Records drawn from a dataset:
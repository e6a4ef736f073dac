//! Endpoint addressing.
//!
//! An [`Endpoint`] is an `address:port` pair. It is both the key under
//! which transports register listeners and a wire message embedded in
//! publisher and subscriber records, so it lives here rather than in
//! the transport layer.

use std::fmt;
use std::str::FromStr;

use bytes::{BufMut, BytesMut};

use crate::error::DecodeError;
use crate::message::{schema_hash, WireMessage};
use crate::ser::{self, Reader, Scalar};

/// A transport address. Totally ordered for use as a map key.
#[derive(Debug, Clone, Default, PartialEq, Eq, PartialOrd, Ord, Hash)]
pub struct Endpoint {
    pub address: String,
    pub port: u16,
}

impl Endpoint {
    pub fn new(address: impl Into<String>, port: u16) -> Self {
        Self {
            address: address.into(),
            port,
        }
    }
}

impl fmt::Display for Endpoint {
    fn fmt(&self, f: &mut fmt::Formatter<'_>) -> fmt::Result {
        write!(f, "{}:{}", self.address, self.port)
    }
}

impl FromStr for Endpoint {
    type Err = EndpointParseError;

    fn from_str(s: &str) -> Result<Self, Self::Err> {
        let (address, port) = s
            .rsplit_once(':')
            .ok_or_else(|| EndpointParseError::MissingPort(s.to_string()))?;
        let port = port
            .parse::<u16>()
            .map_err(|_| EndpointParseError::InvalidPort(port.to_string()))?;
        Ok(Self::new(address, port))
    }
}

impl WireMessage for Endpoint {
    const SCHEMA_HASH: u64 = schema_hash(b"spoke/Endpoint{address:string,port:u16}");

    fn encoded_len(&self) -> u32 {
        ser::string_len(&self.address) + 2
    }

    fn encode(&self, dst: &mut BytesMut) {
        ser::put_string(dst, &self.address);
        dst.put_u16_le(self.port);
    }

    fn decode(r: &mut Reader<'_>) -> Result<Self, DecodeError> {
        let address = ser::get_string(r)?;
        let port = u16::get(r)?;
        Ok(Self { address, port })
    }
}

/// Errors that can occur when parsing an endpoint from a string.
#[derive(Debug, thiserror::Error)]
pub enum EndpointParseError {
    #[error("missing port in endpoint: {0} (expected address:port)")]
    MissingPort(String),

    #[error("invalid port: {0}")]
    InvalidPort(String),
}

#[cfg(test)]
mod tests {
    use super::*;

    #[test]
    fn test_parse_and_display() {
        let endpoint: Endpoint = "127.0.0.1:5555".parse().unwrap();
        assert_eq!(endpoint, Endpoint::new("127.0.0.1", 5555));
        assert_eq!(endpoint.to_string(), "127.0.0.1:5555");
    }

    #[test]
    fn test_parse_missing_port() {
        let result = "localhost".parse::<Endpoint>();
        assert!(matches!(result, Err(EndpointParseError::MissingPort(_))));
    }

    #[test]
    fn test_parse_invalid_port() {
        let result = "localhost:notaport".parse::<Endpoint>();
        assert!(matches!(result, Err(EndpointParseError::InvalidPort(_))));
    }

    #[test]
    fn test_ordering() {
        let a = Endpoint::new("10.0.0.1", 9);
        let b = Endpoint::new("10.0.0.1", 10);
        let c = Endpoint::new("10.0.0.2", 1);
        assert!(a < b);
        assert!(b < c);
    }

    #[test]
    fn test_wire_round_trip() {
        let endpoint = Endpoint::new("example.net", 8080);
        let bytes = endpoint.to_bytes();
        assert_eq!(bytes.len() as u32, endpoint.encoded_len());
        assert_eq!(Endpoint::from_bytes(&bytes).unwrap(), endpoint);
    }
}
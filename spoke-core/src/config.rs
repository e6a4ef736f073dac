//! Timing and sizing constants shared across the core.

use std::time::Duration;

/// Port the example programs expect a hub on.
pub const DEFAULT_HUB_PORT: u16 = 7878;

/// Pause between cooperative spin steps in the `spin` loops.
pub const SPIN_INTERVAL: Duration = Duration::from_millis(1);

/// Upper bound on a single length-delimited read or write.
///
/// Kept small so an in-flight exchange cannot stall a spin loop for
/// longer than a few ticks.
pub const IO_TIMEOUT: Duration = Duration::from_millis(250);

/// Upper bound on establishing an outbound TCP connection.
pub const CONNECT_TIMEOUT: Duration = Duration::from_millis(250);

/// Polling granularity inside bounded blocking operations.
pub const POLL_INTERVAL: Duration = Duration::from_millis(1);

/// Listen backlog for transport servers.
pub const LISTEN_BACKLOG: i32 = 128;
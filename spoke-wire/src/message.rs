//! The wire message trait and structural schema hashing.

use bytes::{Bytes, BytesMut};

use crate::error::DecodeError;
use crate::ser::Reader;

/// FNV-1a over a canonical signature string.
///
/// Evaluated at compile time, so every message type carries a stable
/// 64-bit identifier of its structural schema. Two peers agree on a
/// topic's payload type exactly when their hashes are equal.
#[must_use]
pub const fn schema_hash(signature: &[u8]) -> u64 {
    let mut hash = 0xcbf2_9ce4_8422_2325u64;
    let mut i = 0;
    while i < signature.len() {
        hash ^= signature[i] as u64;
        hash = hash.wrapping_mul(0x0000_0100_0000_01b3);
        i += 1;
    }
    hash
}

/// A value with a fixed byte-packed wire encoding.
///
/// Contract: `encode` appends exactly `encoded_len()` bytes, and
/// `decode` consumes exactly that many from the reader or fails with a
/// [`DecodeError`] without out-of-bounds access.
pub trait WireMessage: Sized {
    /// Structural schema hash; equality is treated as type compatibility.
    const SCHEMA_HASH: u64;

    /// Exact byte count produced by [`WireMessage::encode`].
    fn encoded_len(&self) -> u32;

    fn encode(&self, dst: &mut BytesMut);

    fn decode(r: &mut Reader<'_>) -> Result<Self, DecodeError>;

    /// Encode into a freshly allocated buffer.
    fn to_bytes(&self) -> Bytes {
        let mut buf = BytesMut::with_capacity(self.encoded_len() as usize);
        self.encode(&mut buf);
        buf.freeze()
    }

    /// Decode from the start of `buf`. Trailing bytes are left unread.
    fn from_bytes(buf: &[u8]) -> Result<Self, DecodeError> {
        Self::decode(&mut Reader::new(buf))
    }
}

#[cfg(test)]
mod tests {
    use super::*;

    #[test]
    fn test_schema_hash_is_deterministic() {
        assert_eq!(schema_hash(b"abc"), schema_hash(b"abc"));
    }

    #[test]
    fn test_schema_hash_distinguishes_signatures() {
        assert_ne!(schema_hash(b"standard/Time"), schema_hash(b"standard/Header"));
        assert_ne!(schema_hash(b""), schema_hash(b"x"));
    }

    #[test]
    fn test_schema_hash_of_empty_input_is_fnv_offset_basis() {
        assert_eq!(schema_hash(b""), 0xcbf2_9ce4_8422_2325);
    }
}
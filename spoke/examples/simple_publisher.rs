//! Publish a `Header` on `/chatter` once per second.
//!
//! Start the hub example first, then:
//!
//! ```sh
//! RUST_LOG=debug cargo run --example simple_publisher
//! ```

use std::sync::atomic::{AtomicU32, Ordering};
use std::sync::Arc;
use std::time::Duration;

use spoke::msg::{Header, Time};
use spoke::{Endpoint, Node, TcpTransport, DEFAULT_HUB_PORT};

fn main() {
    spoke::dev_tracing::init_tracing();

    let hub = Endpoint::new("127.0.0.1", DEFAULT_HUB_PORT);
    let node = Node::new(
        "simple_publisher",
        hub,
        TcpTransport::server_factory(),
        TcpTransport::client_factory(),
    );

    let publisher = node.create_publisher::<Header>("/chatter", Endpoint::new("127.0.0.1", 7900));
    if !publisher.ok() {
        eprintln!("failed to create publisher");
        std::process::exit(1);
    }

    let seq = Arc::new(AtomicU32::new(0));
    let timer_publisher = Arc::clone(&publisher);
    node.create_timer(Duration::from_secs(1), move |_event| {
        let message = Header {
            seq: seq.fetch_add(1, Ordering::Relaxed),
            stamp: Time::now(),
            frame_id: "Hello, world!".to_string(),
        };
        println!(
            "publishing {} to {} subscriber(s)",
            message.seq,
            timer_publisher.subscriber_count()
        );
        timer_publisher.publish(&message);
    });

    node.spin(|| false);
}
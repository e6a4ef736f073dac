use thiserror::Error;

/// Errors raised while decoding wire bytes.
///
/// Decoding is bounds-checked: a failed decode leaves the cursor
/// position unspecified but never reads past the buffer.
#[derive(Error, Debug, Clone, PartialEq, Eq)]
pub enum DecodeError {
    /// The remaining buffer is shorter than the next field.
    #[error("buffer underflow: needed {needed} bytes, {remaining} remaining")]
    Underflow { needed: usize, remaining: usize },

    /// A length prefix declares more content than the buffer holds.
    #[error("declared length {declared} exceeds {remaining} remaining bytes")]
    LengthOverrun { declared: usize, remaining: usize },

    /// A string field does not contain valid UTF-8.
    #[error("string field is not valid utf-8")]
    InvalidUtf8,

    /// An operation header carries an opcode this peer does not know.
    #[error("unknown opcode {0}")]
    UnknownOpcode(u16),
}
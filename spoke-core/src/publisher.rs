//! Publishing endpoint.
//!
//! A publisher owns a listening socket whose address it advertises
//! through the hub. Subscribers dial in; the publisher never opens an
//! outbound data connection. `publish` fans a length-prefixed frame out
//! to every live subscriber connection.

use std::sync::atomic::{AtomicBool, Ordering};
use std::sync::Arc;
use std::time::Duration;

use bytes::{BufMut, BytesMut};
use parking_lot::Mutex;
use smallvec::SmallVec;
use spoke_wire::{Endpoint, Opcode, PubInfo, WireMessage};
use tracing::{debug, trace, warn};

use crate::node::Component;
use crate::registry;
use crate::transport::{write_full, ClientFactory, Connection, Server};

/// Data-producing endpoint for one topic.
pub struct Publisher {
    info: PubInfo,
    server: Box<dyn Server>,
    client_factory: ClientFactory,
    hub_endpoint: Endpoint,
    /// Live subscriber connections. Entries are dropped the first time
    /// a write to them fails.
    connections: Mutex<Vec<Arc<dyn Connection>>>,
    shutdown_flag: AtomicBool,
}

impl Publisher {
    /// Register with the hub and start accepting subscribers.
    ///
    /// Rejection or an incomplete exchange leaves the publisher in the
    /// shutdown state: `ok()` is false and the owning node will drop it
    /// on its next spin.
    pub fn new(
        info: PubInfo,
        server: Box<dyn Server>,
        client_factory: ClientFactory,
        hub_endpoint: Endpoint,
    ) -> Self {
        let publisher = Self {
            info,
            server,
            client_factory,
            hub_endpoint,
            connections: Mutex::new(Vec::new()),
            shutdown_flag: AtomicBool::new(false),
        };
        if !publisher.server.ok() {
            warn!(endpoint = %publisher.server.endpoint(), "publisher server invalid");
            publisher.shutdown();
            return publisher;
        }
        match registry::register(
            &publisher.client_factory,
            &publisher.hub_endpoint,
            Opcode::PubRegister,
            &publisher.info,
        ) {
            Ok(()) => {
                debug!(id = publisher.info.id, topic = %publisher.info.topic.name, "publisher registered")
            }
            Err(e) => {
                warn!(topic = %publisher.info.topic.name, error = %e, "failed to register publisher with hub");
                publisher.shutdown();
            }
        }
        publisher
    }

    pub fn ok(&self) -> bool {
        !self.shutdown_flag.load(Ordering::SeqCst)
    }

    pub fn shutdown(&self) {
        self.shutdown_flag.store(true, Ordering::SeqCst);
    }

    /// Topic this publisher produces on.
    #[must_use]
    pub fn topic(&self) -> &str {
        &self.info.topic.name
    }

    /// Number of currently connected subscribers.
    #[must_use]
    pub fn subscriber_count(&self) -> usize {
        self.connections.lock().len()
    }

    /// Send one message to every connected subscriber.
    ///
    /// The frame is a `u32` payload size followed by the serialized
    /// message. A connection that fails the write is dropped from the
    /// set; the message is not retried.
    pub fn publish<M: WireMessage>(&self, msg: &M) {
        if !self.ok() {
            return;
        }
        let len = msg.encoded_len();
        let mut frame = BytesMut::with_capacity(4 + len as usize);
        frame.put_u32_le(len);
        msg.encode(&mut frame);

        // Snapshot under the lock, write outside it.
        let snapshot: Vec<Arc<dyn Connection>> = self.connections.lock().clone();
        let mut dead: SmallVec<[Arc<dyn Connection>; 2]> = SmallVec::new();
        for conn in &snapshot {
            if let Err(e) = write_full(conn.as_ref(), &frame) {
                trace!(topic = %self.info.topic.name, error = %e, "dropping subscriber connection");
                dead.push(Arc::clone(conn));
            }
        }
        if !dead.is_empty() {
            self.connections
                .lock()
                .retain(|conn| !dead.iter().any(|d| Arc::ptr_eq(conn, d)));
        }
    }

    /// One non-blocking accept of a subscriber connection.
    pub fn spin_once(&self) {
        if !self.ok() {
            return;
        }
        if !self.server.wait_for_accept(Duration::ZERO) {
            return;
        }
        let Some(conn) = self.server.accept() else {
            return;
        };
        debug!(topic = %self.info.topic.name, "subscriber connected");
        self.connections.lock().push(Arc::from(conn));
    }
}

impl Component for Publisher {
    fn ok(&self) -> bool {
        Publisher::ok(self)
    }

    fn spin_once(&self) {
        Publisher::spin_once(self);
    }

    fn shutdown(&self) {
        Publisher::shutdown(self);
    }
}

impl Drop for Publisher {
    fn drop(&mut self) {
        registry::deregister(
            &self.client_factory,
            &self.hub_endpoint,
            Opcode::PubDeregister,
            &self.info,
        );
        self.shutdown();
    }
}
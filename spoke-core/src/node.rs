//! Node: cooperative scheduler for a set of components.
//!
//! A node owns publishers, subscribers, and timers, registers itself
//! with the hub on construction, and steps every owned component once
//! per `spin_once` in insertion order. No component preempts another
//! within the same node.

use std::sync::atomic::{AtomicBool, Ordering};
use std::sync::Arc;
use std::time::Duration;

use parking_lot::Mutex;
use spoke_wire::{Endpoint, NodeInfo, Opcode, PubInfo, SubInfo, TopicInfo, WireMessage};
use tracing::{debug, warn};

use crate::config::SPIN_INTERVAL;
use crate::publisher::Publisher;
use crate::registry;
use crate::subscriber::{RawCallback, Subscriber};
use crate::timer::{Timer, TimerEvent};
use crate::transport::{ClientFactory, ServerFactory};

/// Anything a node can spin: a publisher, subscriber, or timer.
///
/// A component whose `ok()` has gone false is removed from the node on
/// its next spin instead of being stepped.
pub trait Component: Send + Sync {
    fn ok(&self) -> bool;
    fn spin_once(&self);
    fn shutdown(&self);
}

/// A process-local collection of components bound to one hub.
pub struct Node {
    info: NodeInfo,
    hub_endpoint: Endpoint,
    server_factory: ServerFactory,
    client_factory: ClientFactory,
    components: Mutex<Vec<Arc<dyn Component>>>,
    shutdown_flag: AtomicBool,
}

impl Node {
    /// Create a node and register it with the hub.
    ///
    /// Registration is best effort: an unreachable hub is logged and
    /// the node stays usable for local-only work such as timers.
    pub fn new(
        name: &str,
        hub_endpoint: Endpoint,
        server_factory: ServerFactory,
        client_factory: ClientFactory,
    ) -> Self {
        let info = NodeInfo {
            id: generate_id(),
            name: name.to_string(),
        };
        match registry::register(&client_factory, &hub_endpoint, Opcode::NodeRegister, &info) {
            Ok(()) => debug!(id = info.id, name = %info.name, "node registered"),
            Err(e) => warn!(name = %info.name, error = %e, "failed to register node with hub"),
        }
        Self {
            info,
            hub_endpoint,
            server_factory,
            client_factory,
            components: Mutex::new(Vec::new()),
            shutdown_flag: AtomicBool::new(false),
        }
    }

    pub fn ok(&self) -> bool {
        !self.shutdown_flag.load(Ordering::SeqCst)
    }

    pub fn shutdown(&self) {
        self.shutdown_flag.store(true, Ordering::SeqCst);
    }

    #[must_use]
    pub fn name(&self) -> &str {
        &self.info.name
    }

    /// Create a publisher for message type `M` on `topic`, listening
    /// for subscribers on `endpoint`.
    ///
    /// The handle is also kept on the node's component list. Check
    /// `ok()` on the result: a hub rejection yields a dead component.
    pub fn create_publisher<M: WireMessage>(
        &self,
        topic: &str,
        endpoint: Endpoint,
    ) -> Arc<Publisher> {
        let info = PubInfo {
            id: generate_id(),
            topic: topic_info::<M>(topic),
            endpoint: endpoint.clone(),
        };
        let server = (self.server_factory)(&endpoint);
        let publisher = Arc::new(Publisher::new(
            info,
            server,
            self.client_factory.clone(),
            self.hub_endpoint.clone(),
        ));
        self.components
            .lock()
            .push(Arc::clone(&publisher) as Arc<dyn Component>);
        publisher
    }

    /// Create a subscriber for message type `M` on `topic`, receiving
    /// hub notifications on `endpoint`. `callback` runs during the
    /// node's spin for every decoded message.
    pub fn create_subscriber<M, F>(
        &self,
        topic: &str,
        endpoint: Endpoint,
        callback: F,
    ) -> Arc<Subscriber>
    where
        M: WireMessage + 'static,
        F: Fn(M) + Send + Sync + 'static,
    {
        let info = SubInfo {
            id: generate_id(),
            topic: topic_info::<M>(topic),
            endpoint: endpoint.clone(),
        };
        let topic_name = info.topic.name.clone();
        let raw: RawCallback = Arc::new(move |payload: &[u8]| match M::from_bytes(payload) {
            Ok(msg) => callback(msg),
            Err(e) => warn!(topic = %topic_name, error = %e, "dropped undecodable message"),
        });
        let server = (self.server_factory)(&endpoint);
        let subscriber = Arc::new(Subscriber::new(
            info,
            server,
            self.client_factory.clone(),
            self.hub_endpoint.clone(),
            raw,
        ));
        self.components
            .lock()
            .push(Arc::clone(&subscriber) as Arc<dyn Component>);
        subscriber
    }

    /// Create a timer firing `callback` every `period` while the node
    /// spins.
    pub fn create_timer(
        &self,
        period: Duration,
        callback: impl Fn(&TimerEvent) + Send + Sync + 'static,
    ) -> Arc<Timer> {
        let timer = Arc::new(Timer::new(period, callback));
        self.components
            .lock()
            .push(Arc::clone(&timer) as Arc<dyn Component>);
        timer
    }

    /// Step every component once in insertion order, removing any that
    /// are no longer `ok()`.
    pub fn spin_once(&self) {
        let snapshot: Vec<Arc<dyn Component>> = self.components.lock().clone();
        for component in &snapshot {
            if !component.ok() {
                self.components
                    .lock()
                    .retain(|other| !Arc::ptr_eq(other, component));
                continue;
            }
            component.spin_once();
        }
    }

    /// Spin until `interrupted` returns true or the node is shut down.
    pub fn spin<F: Fn() -> bool>(&self, interrupted: F) {
        while self.ok() && !interrupted() {
            self.spin_once();
            std::thread::sleep(SPIN_INTERVAL);
        }
    }
}

impl Drop for Node {
    fn drop(&mut self) {
        registry::deregister(
            &self.client_factory,
            &self.hub_endpoint,
            Opcode::NodeDeregister,
            &self.info,
        );
        self.shutdown();
    }
}

fn topic_info<M: WireMessage>(name: &str) -> TopicInfo {
    TopicInfo {
        id: generate_id(),
        name: name.to_string(),
        message_hash: M::SCHEMA_HASH,
    }
}

/// Uniform random 64-bit id. Collisions are treated as impossible.
fn generate_id() -> u64 {
    rand::random()
}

:: Work to be completed ::
The answer should consist of every line above in which "failed" appears.

:: Expected answer ::
        eprintln!("failed to create publisher");
/// Decoding is bounds-checked: a failed decode leaves the cursor
                warn!(topic = %publisher.info.topic.name, error = %e, "failed to register publisher with hub");
            Err(e) => warn!(name = %info.name, error = %e, "failed to register node with hub"),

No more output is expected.